**DATASET ENTRIES**
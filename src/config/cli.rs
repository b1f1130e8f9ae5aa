//! Command-line argument definitions for kubrun.

use camino::Utf8PathBuf;
use clap::Parser;

const AFTER_HELP: &str = "\
Examples:

  # Run the perl image and print pi with 100 places
  kubrun --image perl -- perl -Mbignum=bpi -wle \"print bpi(100)\"

  # Same, but in a fixed namespace and keeping all created resources
  # around afterwards (useful for debugging)
  kubrun --namespace myproject --cleanup false --image perl -- \\
      perl -Mbignum=bpi -wle \"print bpi(100)\"
";

/// Command-line interface for kubrun.
///
/// Runs a container image on a Kubernetes cluster and prints its output.
/// Every option except `--config` and the trailing command can also be set
/// through `KUBRUN_*` environment variables or the configuration file.
#[derive(Debug, Parser)]
#[command(name = "kubrun")]
#[command(
    author,
    version,
    about = "Run a container image on a Kubernetes cluster and print its output",
    after_help = AFTER_HELP
)]
pub struct Cli {
    /// Path to configuration file.
    #[arg(long)]
    pub config: Option<Utf8PathBuf>,

    /// Path to the kubeconfig file holding cluster credentials.
    #[arg(long)]
    pub kubeconfig: Option<Utf8PathBuf>,

    /// Kubernetes API server URL, bypassing kubeconfig discovery.
    #[arg(long)]
    pub api_server: Option<String>,

    /// Namespace to run in. A new one is created (and later removed) when
    /// not provided; note that namespace creation is restricted to cluster
    /// administrators on most clusters.
    #[arg(long)]
    pub namespace: Option<String>,

    /// Container image to run on the cluster.
    #[arg(long)]
    pub image: Option<String>,

    /// Seconds to wait for the job to complete (0 to wait indefinitely).
    #[arg(long)]
    pub timeout: Option<u64>,

    /// Delete all created resources (including the namespace, if kubrun
    /// created it) after the job finishes.
    #[arg(long)]
    pub cleanup: Option<bool>,

    /// Allow insecure TLS communication with the Kubernetes API server.
    #[arg(long)]
    pub insecure: Option<bool>,

    /// Command to run in the container, after `--`.
    #[arg(last = true, required = true)]
    pub command: Vec<String>,
}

**EXERCISE INSTRUCTIONS**
The total wanted is the number of lines in the entries above that contain "resources". Give it alone.

**TASK RESPONSE**
2